What is required: Word for word, return the entries listed below.

Stored data:
//! # HTML Reporting Module / HTML 报告模块
//!
//! This module renders the inspector as a standalone HTML dashboard.
//! It contains summary cards, the filtered results table and a collapsible
//! request/response panel per record.
//!
//! 此模块将检查器渲染为独立的 HTML 仪表盘，
//! 包含汇总卡片、过滤后的结果表以及每条记录可折叠的请求/响应面板。

use anyhow::Result;
use maud::{DOCTYPE, Markup, PreEscaped, html};
use std::path::Path;

use crate::core::inspector::{DetailTab, DetailView, Inspector, detail_view};
use crate::core::models::TestResult;
use crate::infra::fs::write_file;
use crate::infra::t;
use crate::reporting::console::{describe_criteria, render_payload};

/// Embedded CSS styles for HTML reports / HTML 报告的嵌入式 CSS 样式
const HTML_STYLE: &str = include_str!("assets/report.css");

/// Embedded JavaScript for HTML report interactivity / HTML 报告交互性的嵌入式 JavaScript
const HTML_SCRIPT: &str = include_str!("assets/report.js");

/// Generates the HTML dashboard for the inspector's current criteria.
///
/// 为检查器当前的过滤条件生成 HTML 仪表盘。
///
/// # Arguments / 参数
/// * `inspector` - Records and current criteria / 记录与当前过滤条件
/// * `output_path` - The file path where the HTML report will be saved
///                   保存 HTML 报告的文件路径
/// * `precision` - Decimal places of the average response time / 平均响应时间的小数位数
/// * `locale` - The locale to use for internationalization
///              用于国际化使用的语言环境
///
/// # Errors / 错误
/// This function will return an error if the output file cannot be written.
///
/// 如果无法写入输出文件，此函数将返回错误。
pub fn generate_html_report(
    inspector: &Inspector,
    output_path: &Path,
    precision: usize,
    locale: &str,
) -> Result<()> {
    let markup = render_html_report(inspector, precision, locale);
    write_file(output_path, markup.into_string())?;
    tracing::info!(path = %output_path.display(), "wrote HTML report");
    Ok(())
}

/// Builds the dashboard markup without touching the file system.
/// 构建仪表盘标记，不涉及文件系统。
pub fn render_html_report(inspector: &Inspector, precision: usize, locale: &str) -> Markup {
    let summary = inspector.summary();
    let visible = inspector.visible();

    html! {
        (DOCTYPE)
        html {
            head {
                meta charset="utf-8";
                title { (t!("html_report.title", locale = locale)) }
                style { (PreEscaped(HTML_STYLE)) }
            }
            body {
                h1 { (t!("html_report.main_header", locale = locale)) }
                div.subtitle { (t!("html_report.subtitle", locale = locale)) }

                div.summary-container {
                    (summary_item(&summary.total.to_string(), "", &t!("summary_total", locale = locale)))
                    (summary_item(&summary.passed.to_string(), "passed-text", &t!("summary_passed", locale = locale)))
                    (summary_item(&summary.failed.to_string(), "failed-text", &t!("summary_failed", locale = locale)))
                    (summary_item(&summary.pending.to_string(), "pending-text", &t!("summary_pending", locale = locale)))
                    (summary_item(&summary.format_average(precision), "", &t!("summary_avg_response_time", locale = locale)))
                }

                div.criteria { (describe_criteria(&inspector.state().criteria, locale)) }

                @if visible.is_empty() {
                    div.empty-state { (t!("no_matching_results", locale = locale)) }
                } @else {
                    table {
                        thead {
                            tr {
                                th { (t!("column_status", locale = locale)) }
                                th { (t!("column_id", locale = locale)) }
                                th { (t!("column_method", locale = locale)) }
                                th { (t!("column_endpoint", locale = locale)) }
                                th.numeric { (t!("column_code", locale = locale)) }
                                th.numeric { (t!("column_time", locale = locale)) }
                                th { (t!("column_timestamp", locale = locale)) }
                            }
                        }
                        tbody {
                            @for (i, result) in visible.iter().enumerate() {
                                (result_rows(i, result, locale))
                            }
                        }
                    }
                }
                script { (PreEscaped(HTML_SCRIPT)) }
            }
        }
    }
}

fn summary_item(count: &str, class: &str, label: &str) -> Markup {
    html! {
        div.summary-item {
            span class=(format!("count {}", class)) { (count) }
            span.label { (label) }
        }
    }
}

fn result_rows(index: usize, result: &TestResult, locale: &str) -> Markup {
    let detail_id = format!("detail-{}", index);
    let request = render_payload(&detail_view(result, DetailTab::Request), locale);
    let response_view = detail_view(result, DetailTab::Response);
    let response = render_payload(&response_view, locale);
    let response_missing = matches!(response_view, DetailView::NoResponseData);

    html! {
        tr {
            td {
                div class=(format!("status-cell {}", result.status_class())) { (result.status_str(locale)) }
                div.output-toggle onclick=(format!("toggleOutput('{}')", detail_id)) {
                    (t!("html_report.toggle_details", locale = locale))
                }
            }
            td { (result.id) }
            td.method { (result.method.as_str()) }
            td { (result.endpoint) }
            td.numeric { (result.status_code_str()) }
            td.numeric { (result.response_time_str()) }
            td { (result.timestamp_str()) }
        }
        tr id=(detail_id) style="display:none;" {
            td colspan="7" {
                div.detail-tabs {
                    button.active data-tab-button=(detail_id) data-tab="request"
                        onclick=(format!("showTab('{}', 'request')", detail_id)) {
                        (t!("tab_request", locale = locale))
                    }
                    button data-tab-button=(detail_id) data-tab="response"
                        onclick=(format!("showTab('{}', 'response')", detail_id)) {
                        (t!("tab_response", locale = locale))
                    }
                }
                div data-detail=(detail_id) data-tab="request" {
                    pre.output-content { (request) }
                }
                div data-detail=(detail_id) data-tab="response" style="display:none;" {
                    @if response_missing {
                        p.no-data { (response) }
                    } @else {
                        pre.output-content { (response) }
                    }
                }
            }
        }
    }
}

Result for this task:
//! # HTML Reporting Module / HTML 报告模块
//!
//! This module renders the inspector as a standalone HTML dashboard.
//! It contains summary cards, the filtered results table and a collapsible
//! request/response panel per record.
//!
//! 此模块将检查器渲染为独立的 HTML 仪表盘，
//! 包含汇总卡片、过滤后的结果表以及每条记录可折叠的请求/响应面板。

use anyhow::Result;
use maud::{DOCTYPE, Markup, PreEscaped, html};
use std::path::Path;

use crate::core::inspector::{DetailTab, DetailView, Inspector, detail_view};
use crate::core::models::TestResult;
use crate::infra::fs::write_file;
use crate::infra::t;
use crate::reporting::console::{describe_criteria, render_payload};

/// Embedded CSS styles for HTML reports / HTML 报告的嵌入式 CSS 样式
const HTML_STYLE: &str = include_str!("assets/report.css");

/// Embedded JavaScript for HTML report interactivity / HTML 报告交互性的嵌入式 JavaScript
const HTML_SCRIPT: &str = include_str!("assets/report.js");

/// Generates the HTML dashboard for the inspector's current criteria.
///
/// 为检查器当前的过滤条件生成 HTML 仪表盘。
///
/// # Arguments / 参数
/// * `inspector` - Records and current criteria / 记录与当前过滤条件
/// * `output_path` - The file path where the HTML report will be saved
///                   保存 HTML 报告的文件路径
/// * `precision` - Decimal places of the average response time / 平均响应时间的小数位数
/// * `locale` - The locale to use for internationalization
///              用于国际化使用的语言环境
///
/// # Errors / 错误
/// This function will return an error if the output file cannot be written.
///
/// 如果无法写入输出文件，此函数将返回错误。
pub fn generate_html_report(
    inspector: &Inspector,
    output_path: &Path,
    precision: usize,
    locale: &str,
) -> Result<()> {
    let markup = render_html_report(inspector, precision, locale);
    write_file(output_path, markup.into_string())?;
    tracing::info!(path = %output_path.display(), "wrote HTML report");
    Ok(())
}

/// Builds the dashboard markup without touching the file system.
/// 构建仪表盘标记，不涉及文件系统。
pub fn render_html_report(inspector: &Inspector, precision: usize, locale: &str) -> Markup {
    let summary = inspector.summary();
    let visible = inspector.visible();

    html! {
        (DOCTYPE)
        html {
            head {
                meta charset="utf-8";
                title { (t!("html_report.title", locale = locale)) }
                style { (PreEscaped(HTML_STYLE)) }
            }
            body {
                h1 { (t!("html_report.main_header", locale = locale)) }
                div.subtitle { (t!("html_report.subtitle", locale = locale)) }

                div.summary-container {
                    (summary_item(&summary.total.to_string(), "", &t!("summary_total", locale = locale)))
                    (summary_item(&summary.passed.to_string(), "passed-text", &t!("summary_passed", locale = locale)))
                    (summary_item(&summary.failed.to_string(), "failed-text", &t!("summary_failed", locale = locale)))
                    (summary_item(&summary.pending.to_string(), "pending-text", &t!("summary_pending", locale = locale)))
                    (summary_item(&summary.format_average(precision), "", &t!("summary_avg_response_time", locale = locale)))
                }

                div.criteria { (describe_criteria(&inspector.state().criteria, locale)) }

                @if visible.is_empty() {
                    div.empty-state { (t!("no_matching_results", locale = locale)) }
                } @else {
                    table {
                        thead {
                            tr {
                                th { (t!("column_status", locale = locale)) }
                                th { (t!("column_id", locale = locale)) }
                                th { (t!("column_method", locale = locale)) }
                                th { (t!("column_endpoint", locale = locale)) }
                                th.numeric { (t!("column_code", locale = locale)) }
                                th.numeric { (t!("column_time", locale = locale)) }
                                th { (t!("column_timestamp", locale = locale)) }
                            }
                        }
                        tbody {
                            @for (i, result) in visible.iter().enumerate() {
                                (result_rows(i, result, locale))
                            }
                        }
                    }
                }
                script { (PreEscaped(HTML_SCRIPT)) }
            }
        }
    }
}

fn summary_item(count: &str, class: &str, label: &str) -> Markup {
    html! {
        div.summary-item {
            span class=(format!("count {}", class)) { (count) }
            span.label { (label) }
        }
    }
}

fn result_rows(index: usize, result: &TestResult, locale: &str) -> Markup {
    let detail_id = format!("detail-{}", index);
    let request = render_payload(&detail_view(result, DetailTab::Request), locale);
    let response_view = detail_view(result, DetailTab::Response);
    let response = render_payload(&response_view, locale);
    let response_missing = matches!(response_view, DetailView::NoResponseData);

    html! {
        tr {
            td {
                div class=(format!("status-cell {}", result.status_class())) { (result.status_str(locale)) }
                div.output-toggle onclick=(format!("toggleOutput('{}')", detail_id)) {
                    (t!("html_report.toggle_details", locale = locale))
                }
            }
            td { (result.id) }
            td.method { (result.method.as_str()) }
            td { (result.endpoint) }
            td.numeric { (result.status_code_str()) }
            td.numeric { (result.response_time_str()) }
            td { (result.timestamp_str()) }
        }
        tr id=(detail_id) style="display:none;" {
            td colspan="7" {
                div.detail-tabs {
                    button.active data-tab-button=(detail_id) data-tab="request"
                        onclick=(format!("showTab('{}', 'request')", detail_id)) {
                        (t!("tab_request", locale = locale))
                    }
                    button data-tab-button=(detail_id) data-tab="response"
                        onclick=(format!("showTab('{}', 'response')", detail_id)) {
                        (t!("tab_response", locale = locale))
                    }
                }
                div data-detail=(detail_id) data-tab="request" {
                    pre.output-content { (request) }
                }
                div data-detail=(detail_id) data-tab="response" style="display:none;" {
                    @if response_missing {
                        p.no-data { (response) }
                    } @else {
                        pre.output-content { (response) }
                    }
                }
            }
        }
    }
}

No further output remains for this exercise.